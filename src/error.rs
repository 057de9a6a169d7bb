//! Engine error types.
//!
//! Only rejected input and stale edits are errors. An infeasible search is
//! a normal outcome carried in `GenerationOutcome::unmet`, and the conflict
//! detector never fails at all.

use thiserror::Error;

use crate::validation::ValidationError;

/// Errors surfaced at the engine boundary.
#[derive(Debug, Error)]
pub enum EngineError {
    /// Requirements failed validation; generation did not start.
    #[error("requirements failed validation with {} error(s)", .0.len())]
    InvalidRequirements(Vec<ValidationError>),

    /// An edit referenced an id missing from the supplied master data.
    #[error("unknown {entity} id '{id}'")]
    UnknownReference {
        /// Entity kind ("room", "time slot", ...).
        entity: &'static str,
        /// The unresolved id.
        id: String,
    },

    /// An edit targeted a schedule revision that has since changed.
    /// The caller must refetch the schedule and retry.
    #[error("schedule '{schedule_id}' is at revision {actual}, edit expected {expected}")]
    ConcurrentEdit {
        /// The schedule being edited.
        schedule_id: String,
        /// Revision the caller based the edit on.
        expected: u64,
        /// Revision the schedule is actually at.
        actual: u64,
    },

    /// An edit targeted an assignment not present in the schedule.
    #[error("assignment '{0}' not found in schedule")]
    AssignmentNotFound(String),
}

#[cfg(test)]
mod tests {
    use super::*;
    use crate::validation::ValidationErrorKind;

    #[test]
    fn test_display() {
        let err = EngineError::InvalidRequirements(vec![ValidationError {
            kind: ValidationErrorKind::UnknownReference,
            message: "x".into(),
        }]);
        assert_eq!(
            err.to_string(),
            "requirements failed validation with 1 error(s)"
        );

        let err = EngineError::ConcurrentEdit {
            schedule_id: "s1".into(),
            expected: 1,
            actual: 3,
        };
        assert!(err.to_string().contains("revision 3"));
    }
}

--

> WHAT YOU SHOULD DO: Nothing but the lines from the one with "schedule being edited." to the last line of the data should appear in the answer, each exactly as it stands.

> EXPECTED ANSWER:
        /// The schedule being edited.
        schedule_id: String,
        /// Revision the caller based the edit on.
        expected: u64,
        /// Revision the schedule is actually at.
        actual: u64,
    },

    /// An edit targeted an assignment not present in the schedule.
    #[error("assignment '{0}' not found in schedule")]
    AssignmentNotFound(String),
}

#[cfg(test)]
mod tests {
    use super::*;
    use crate::validation::ValidationErrorKind;

    #[test]
    fn test_display() {
        let err = EngineError::InvalidRequirements(vec![ValidationError {
            kind: ValidationErrorKind::UnknownReference,
            message: "x".into(),
        }]);
        assert_eq!(
            err.to_string(),
            "requirements failed validation with 1 error(s)"
        );

        let err = EngineError::ConcurrentEdit {
            schedule_id: "s1".into(),
            expected: 1,
            actual: 3,
        };
        assert!(err.to_string().contains("revision 3"));
    }
}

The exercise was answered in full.